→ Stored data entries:
[Start of section]

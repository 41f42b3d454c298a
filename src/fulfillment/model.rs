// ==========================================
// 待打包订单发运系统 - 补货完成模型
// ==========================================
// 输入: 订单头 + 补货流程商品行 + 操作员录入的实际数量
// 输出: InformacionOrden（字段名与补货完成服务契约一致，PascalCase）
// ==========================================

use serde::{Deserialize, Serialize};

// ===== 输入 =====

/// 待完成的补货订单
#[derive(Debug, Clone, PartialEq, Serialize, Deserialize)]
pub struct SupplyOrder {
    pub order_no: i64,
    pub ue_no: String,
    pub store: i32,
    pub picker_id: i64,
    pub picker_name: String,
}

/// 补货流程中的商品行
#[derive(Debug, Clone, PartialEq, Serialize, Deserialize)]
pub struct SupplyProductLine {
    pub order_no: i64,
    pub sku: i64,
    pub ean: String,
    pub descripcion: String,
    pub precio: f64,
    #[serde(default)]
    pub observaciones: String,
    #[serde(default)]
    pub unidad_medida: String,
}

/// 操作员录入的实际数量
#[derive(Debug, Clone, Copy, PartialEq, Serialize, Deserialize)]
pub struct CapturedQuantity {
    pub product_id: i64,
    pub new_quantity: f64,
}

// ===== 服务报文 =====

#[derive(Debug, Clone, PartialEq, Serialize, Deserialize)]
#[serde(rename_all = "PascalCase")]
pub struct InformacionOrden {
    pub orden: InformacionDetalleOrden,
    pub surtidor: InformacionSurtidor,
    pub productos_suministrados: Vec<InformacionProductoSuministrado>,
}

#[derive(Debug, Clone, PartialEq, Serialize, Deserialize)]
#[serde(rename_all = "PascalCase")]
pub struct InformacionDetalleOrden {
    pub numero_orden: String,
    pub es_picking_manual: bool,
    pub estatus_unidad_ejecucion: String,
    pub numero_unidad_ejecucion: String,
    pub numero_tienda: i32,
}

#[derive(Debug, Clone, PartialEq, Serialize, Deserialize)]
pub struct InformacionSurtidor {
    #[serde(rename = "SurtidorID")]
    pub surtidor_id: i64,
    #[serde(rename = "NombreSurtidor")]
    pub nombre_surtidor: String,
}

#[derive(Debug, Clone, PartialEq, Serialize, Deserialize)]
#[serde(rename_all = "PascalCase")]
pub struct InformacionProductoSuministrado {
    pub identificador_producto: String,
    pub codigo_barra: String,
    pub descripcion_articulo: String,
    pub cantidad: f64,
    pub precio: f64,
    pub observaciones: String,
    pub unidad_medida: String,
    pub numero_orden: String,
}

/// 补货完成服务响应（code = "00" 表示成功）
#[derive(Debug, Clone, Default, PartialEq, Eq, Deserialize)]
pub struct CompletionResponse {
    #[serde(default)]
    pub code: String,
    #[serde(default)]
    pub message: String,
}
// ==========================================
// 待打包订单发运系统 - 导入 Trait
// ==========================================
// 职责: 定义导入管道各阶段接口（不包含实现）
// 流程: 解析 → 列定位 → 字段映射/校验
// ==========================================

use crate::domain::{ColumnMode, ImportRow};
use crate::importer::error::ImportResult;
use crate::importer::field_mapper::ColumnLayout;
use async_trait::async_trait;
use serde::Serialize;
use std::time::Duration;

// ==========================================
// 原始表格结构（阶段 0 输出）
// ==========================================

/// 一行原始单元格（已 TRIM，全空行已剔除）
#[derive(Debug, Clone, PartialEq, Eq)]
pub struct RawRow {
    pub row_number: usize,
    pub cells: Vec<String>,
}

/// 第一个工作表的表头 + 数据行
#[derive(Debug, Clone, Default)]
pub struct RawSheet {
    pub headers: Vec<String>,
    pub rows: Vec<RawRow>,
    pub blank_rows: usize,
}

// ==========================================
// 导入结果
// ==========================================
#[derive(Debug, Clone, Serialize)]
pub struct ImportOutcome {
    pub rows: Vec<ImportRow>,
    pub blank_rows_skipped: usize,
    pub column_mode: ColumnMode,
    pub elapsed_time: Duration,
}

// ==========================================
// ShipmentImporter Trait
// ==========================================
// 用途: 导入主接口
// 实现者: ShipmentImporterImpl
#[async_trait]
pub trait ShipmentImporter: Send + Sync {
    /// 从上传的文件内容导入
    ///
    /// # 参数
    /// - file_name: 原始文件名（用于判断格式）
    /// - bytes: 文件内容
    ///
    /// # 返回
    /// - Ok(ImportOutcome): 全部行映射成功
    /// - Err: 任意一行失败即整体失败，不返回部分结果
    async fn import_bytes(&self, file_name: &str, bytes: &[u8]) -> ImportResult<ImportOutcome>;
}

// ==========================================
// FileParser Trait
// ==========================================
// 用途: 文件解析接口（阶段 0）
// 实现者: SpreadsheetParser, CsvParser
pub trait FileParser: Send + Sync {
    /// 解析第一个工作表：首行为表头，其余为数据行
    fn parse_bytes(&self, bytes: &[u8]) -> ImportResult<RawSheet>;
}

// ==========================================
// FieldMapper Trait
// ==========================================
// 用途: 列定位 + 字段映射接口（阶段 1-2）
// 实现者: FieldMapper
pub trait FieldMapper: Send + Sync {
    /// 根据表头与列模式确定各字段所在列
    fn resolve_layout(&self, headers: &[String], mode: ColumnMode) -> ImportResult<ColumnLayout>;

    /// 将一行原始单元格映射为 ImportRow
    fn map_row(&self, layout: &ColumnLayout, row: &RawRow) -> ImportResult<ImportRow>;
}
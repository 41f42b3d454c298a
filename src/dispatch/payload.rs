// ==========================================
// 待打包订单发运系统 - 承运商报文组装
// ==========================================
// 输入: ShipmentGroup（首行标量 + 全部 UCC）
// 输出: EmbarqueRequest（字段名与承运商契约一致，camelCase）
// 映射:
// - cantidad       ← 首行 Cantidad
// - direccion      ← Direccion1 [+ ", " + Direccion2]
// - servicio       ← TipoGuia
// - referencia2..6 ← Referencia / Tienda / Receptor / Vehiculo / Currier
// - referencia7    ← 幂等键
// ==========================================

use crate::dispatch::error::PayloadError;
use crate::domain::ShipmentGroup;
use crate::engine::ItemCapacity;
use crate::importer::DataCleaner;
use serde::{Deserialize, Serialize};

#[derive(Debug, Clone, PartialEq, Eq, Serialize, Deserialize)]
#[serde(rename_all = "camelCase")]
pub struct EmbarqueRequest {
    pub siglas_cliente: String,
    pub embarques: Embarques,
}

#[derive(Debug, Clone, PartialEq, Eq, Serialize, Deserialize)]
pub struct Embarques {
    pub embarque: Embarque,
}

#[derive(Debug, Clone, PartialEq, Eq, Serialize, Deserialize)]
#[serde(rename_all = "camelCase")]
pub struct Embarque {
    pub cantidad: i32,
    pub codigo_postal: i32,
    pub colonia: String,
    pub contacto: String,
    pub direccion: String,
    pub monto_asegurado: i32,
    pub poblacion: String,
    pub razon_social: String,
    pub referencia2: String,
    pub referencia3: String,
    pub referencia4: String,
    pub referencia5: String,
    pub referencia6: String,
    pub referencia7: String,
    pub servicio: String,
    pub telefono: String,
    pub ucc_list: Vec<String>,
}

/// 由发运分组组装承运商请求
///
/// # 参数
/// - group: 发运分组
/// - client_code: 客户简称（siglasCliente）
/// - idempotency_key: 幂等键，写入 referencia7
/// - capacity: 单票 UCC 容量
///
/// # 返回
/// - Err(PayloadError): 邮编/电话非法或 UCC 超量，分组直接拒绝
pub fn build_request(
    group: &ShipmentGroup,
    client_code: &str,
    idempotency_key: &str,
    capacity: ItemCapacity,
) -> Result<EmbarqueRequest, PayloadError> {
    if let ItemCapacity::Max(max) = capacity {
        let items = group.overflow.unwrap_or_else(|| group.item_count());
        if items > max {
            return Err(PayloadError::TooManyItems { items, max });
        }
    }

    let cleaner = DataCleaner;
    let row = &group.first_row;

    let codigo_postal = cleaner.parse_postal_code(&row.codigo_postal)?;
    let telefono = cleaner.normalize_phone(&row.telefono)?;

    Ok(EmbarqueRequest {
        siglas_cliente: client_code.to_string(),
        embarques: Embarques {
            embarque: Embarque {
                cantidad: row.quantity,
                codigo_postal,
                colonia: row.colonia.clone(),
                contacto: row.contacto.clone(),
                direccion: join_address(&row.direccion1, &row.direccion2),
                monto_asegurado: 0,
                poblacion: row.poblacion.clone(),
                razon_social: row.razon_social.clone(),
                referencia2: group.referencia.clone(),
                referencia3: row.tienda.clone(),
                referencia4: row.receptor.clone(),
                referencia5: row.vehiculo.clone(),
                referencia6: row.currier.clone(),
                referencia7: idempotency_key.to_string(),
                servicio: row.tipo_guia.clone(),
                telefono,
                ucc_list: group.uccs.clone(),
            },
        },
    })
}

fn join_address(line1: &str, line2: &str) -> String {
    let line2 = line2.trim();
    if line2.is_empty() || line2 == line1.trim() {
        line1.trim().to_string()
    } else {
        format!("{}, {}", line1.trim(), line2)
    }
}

[End of section]
[Start of section]

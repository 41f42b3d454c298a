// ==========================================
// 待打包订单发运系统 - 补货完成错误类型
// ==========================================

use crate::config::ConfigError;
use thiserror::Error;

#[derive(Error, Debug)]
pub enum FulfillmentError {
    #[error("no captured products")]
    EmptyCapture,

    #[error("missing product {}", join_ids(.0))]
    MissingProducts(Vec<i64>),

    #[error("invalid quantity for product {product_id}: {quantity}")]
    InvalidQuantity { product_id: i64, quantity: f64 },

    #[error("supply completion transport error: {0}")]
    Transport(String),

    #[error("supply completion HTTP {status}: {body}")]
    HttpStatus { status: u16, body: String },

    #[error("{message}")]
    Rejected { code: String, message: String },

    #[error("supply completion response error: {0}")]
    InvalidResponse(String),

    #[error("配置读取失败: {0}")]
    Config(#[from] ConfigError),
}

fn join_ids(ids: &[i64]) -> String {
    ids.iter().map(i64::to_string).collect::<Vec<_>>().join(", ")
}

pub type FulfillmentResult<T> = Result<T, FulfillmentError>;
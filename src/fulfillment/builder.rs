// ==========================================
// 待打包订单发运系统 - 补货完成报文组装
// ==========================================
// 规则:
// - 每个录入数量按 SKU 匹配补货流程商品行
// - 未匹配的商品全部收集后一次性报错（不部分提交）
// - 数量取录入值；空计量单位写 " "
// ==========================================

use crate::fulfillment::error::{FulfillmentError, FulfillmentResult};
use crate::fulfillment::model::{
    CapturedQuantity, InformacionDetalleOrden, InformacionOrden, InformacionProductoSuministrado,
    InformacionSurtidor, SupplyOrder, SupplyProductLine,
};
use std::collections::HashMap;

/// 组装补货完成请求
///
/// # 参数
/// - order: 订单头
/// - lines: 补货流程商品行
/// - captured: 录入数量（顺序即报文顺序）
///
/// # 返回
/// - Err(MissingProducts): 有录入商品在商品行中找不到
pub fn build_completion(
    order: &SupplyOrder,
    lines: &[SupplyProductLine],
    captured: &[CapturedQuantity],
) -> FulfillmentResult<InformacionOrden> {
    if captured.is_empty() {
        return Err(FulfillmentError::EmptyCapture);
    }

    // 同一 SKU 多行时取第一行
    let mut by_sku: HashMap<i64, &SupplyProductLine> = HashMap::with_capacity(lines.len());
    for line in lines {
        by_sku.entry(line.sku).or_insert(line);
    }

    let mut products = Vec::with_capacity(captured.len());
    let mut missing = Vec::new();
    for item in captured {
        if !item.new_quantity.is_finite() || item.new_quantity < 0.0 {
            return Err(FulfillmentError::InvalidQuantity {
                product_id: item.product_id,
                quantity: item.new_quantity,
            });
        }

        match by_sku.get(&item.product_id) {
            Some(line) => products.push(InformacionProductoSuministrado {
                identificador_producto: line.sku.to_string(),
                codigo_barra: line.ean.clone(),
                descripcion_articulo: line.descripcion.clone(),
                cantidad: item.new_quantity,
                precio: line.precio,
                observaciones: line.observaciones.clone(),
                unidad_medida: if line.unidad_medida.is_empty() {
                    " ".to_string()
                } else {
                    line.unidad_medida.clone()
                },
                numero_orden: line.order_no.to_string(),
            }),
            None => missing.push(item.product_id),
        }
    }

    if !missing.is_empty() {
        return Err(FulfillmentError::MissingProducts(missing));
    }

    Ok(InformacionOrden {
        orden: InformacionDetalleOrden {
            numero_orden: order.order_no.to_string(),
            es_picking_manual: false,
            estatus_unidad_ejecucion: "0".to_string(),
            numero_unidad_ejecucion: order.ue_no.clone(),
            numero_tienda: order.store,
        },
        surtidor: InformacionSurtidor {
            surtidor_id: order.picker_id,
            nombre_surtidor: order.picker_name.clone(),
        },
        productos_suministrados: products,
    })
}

[End of section]
[Start of section]

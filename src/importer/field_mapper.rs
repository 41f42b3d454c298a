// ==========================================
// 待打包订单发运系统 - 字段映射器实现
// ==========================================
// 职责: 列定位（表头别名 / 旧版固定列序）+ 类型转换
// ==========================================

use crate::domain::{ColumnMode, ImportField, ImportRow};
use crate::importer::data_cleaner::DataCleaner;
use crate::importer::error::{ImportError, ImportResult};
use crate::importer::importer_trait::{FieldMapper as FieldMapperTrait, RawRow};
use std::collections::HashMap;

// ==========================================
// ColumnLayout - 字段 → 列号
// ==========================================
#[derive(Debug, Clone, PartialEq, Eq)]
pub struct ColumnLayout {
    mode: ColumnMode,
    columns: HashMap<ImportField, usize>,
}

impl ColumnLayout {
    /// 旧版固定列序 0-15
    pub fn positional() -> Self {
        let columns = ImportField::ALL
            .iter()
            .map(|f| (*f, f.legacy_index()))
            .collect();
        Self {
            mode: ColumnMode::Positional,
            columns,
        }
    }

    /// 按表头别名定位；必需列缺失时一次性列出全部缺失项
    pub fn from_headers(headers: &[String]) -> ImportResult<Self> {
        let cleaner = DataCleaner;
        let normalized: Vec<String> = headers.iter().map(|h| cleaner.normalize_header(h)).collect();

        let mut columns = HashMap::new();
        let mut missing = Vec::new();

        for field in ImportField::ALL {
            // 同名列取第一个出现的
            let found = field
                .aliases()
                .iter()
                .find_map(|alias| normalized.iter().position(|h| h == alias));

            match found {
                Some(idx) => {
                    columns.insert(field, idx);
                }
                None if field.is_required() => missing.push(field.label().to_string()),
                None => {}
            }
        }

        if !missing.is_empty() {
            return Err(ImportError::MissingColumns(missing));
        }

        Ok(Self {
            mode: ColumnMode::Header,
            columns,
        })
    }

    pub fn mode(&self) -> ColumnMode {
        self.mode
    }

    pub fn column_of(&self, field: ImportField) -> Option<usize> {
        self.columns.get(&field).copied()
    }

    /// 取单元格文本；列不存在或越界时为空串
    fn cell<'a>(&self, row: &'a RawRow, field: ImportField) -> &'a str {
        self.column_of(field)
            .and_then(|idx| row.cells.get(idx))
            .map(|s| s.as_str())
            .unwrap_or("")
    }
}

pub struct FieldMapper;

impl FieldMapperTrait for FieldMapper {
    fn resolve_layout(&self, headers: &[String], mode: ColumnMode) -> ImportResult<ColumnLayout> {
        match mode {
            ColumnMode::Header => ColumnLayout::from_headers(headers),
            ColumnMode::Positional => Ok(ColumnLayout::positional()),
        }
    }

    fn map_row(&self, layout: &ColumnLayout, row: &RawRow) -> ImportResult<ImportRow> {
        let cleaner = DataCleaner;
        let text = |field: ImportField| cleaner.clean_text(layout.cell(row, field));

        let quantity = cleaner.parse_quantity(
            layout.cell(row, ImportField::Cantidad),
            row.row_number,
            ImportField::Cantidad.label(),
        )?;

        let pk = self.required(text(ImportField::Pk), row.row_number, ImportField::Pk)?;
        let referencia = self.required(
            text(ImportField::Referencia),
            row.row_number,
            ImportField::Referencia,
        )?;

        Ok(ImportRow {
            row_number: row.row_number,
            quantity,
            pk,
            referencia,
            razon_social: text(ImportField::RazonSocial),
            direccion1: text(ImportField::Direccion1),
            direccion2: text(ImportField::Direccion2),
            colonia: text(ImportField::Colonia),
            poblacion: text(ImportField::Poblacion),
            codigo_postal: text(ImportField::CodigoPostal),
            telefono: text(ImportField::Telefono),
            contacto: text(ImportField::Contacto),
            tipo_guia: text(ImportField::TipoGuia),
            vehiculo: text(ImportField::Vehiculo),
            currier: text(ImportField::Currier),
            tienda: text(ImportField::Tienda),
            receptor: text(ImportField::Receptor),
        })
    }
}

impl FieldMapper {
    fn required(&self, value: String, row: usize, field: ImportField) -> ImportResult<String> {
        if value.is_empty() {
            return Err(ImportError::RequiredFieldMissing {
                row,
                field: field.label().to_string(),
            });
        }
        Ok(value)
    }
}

[End of section]

→ Exercise objective: Each line of the entries above that contains "iter" must be copied into the answer.

→ Result for this task:
    ids.iter().map(i64::to_string).collect::<Vec<_>>().join(", ")
            .iter()
        let normalized: Vec<String> = headers.iter().map(|h| cleaner.normalize_header(h)).collect();
                .iter()
                .find_map(|alias| normalized.iter().position(|h| h == alias));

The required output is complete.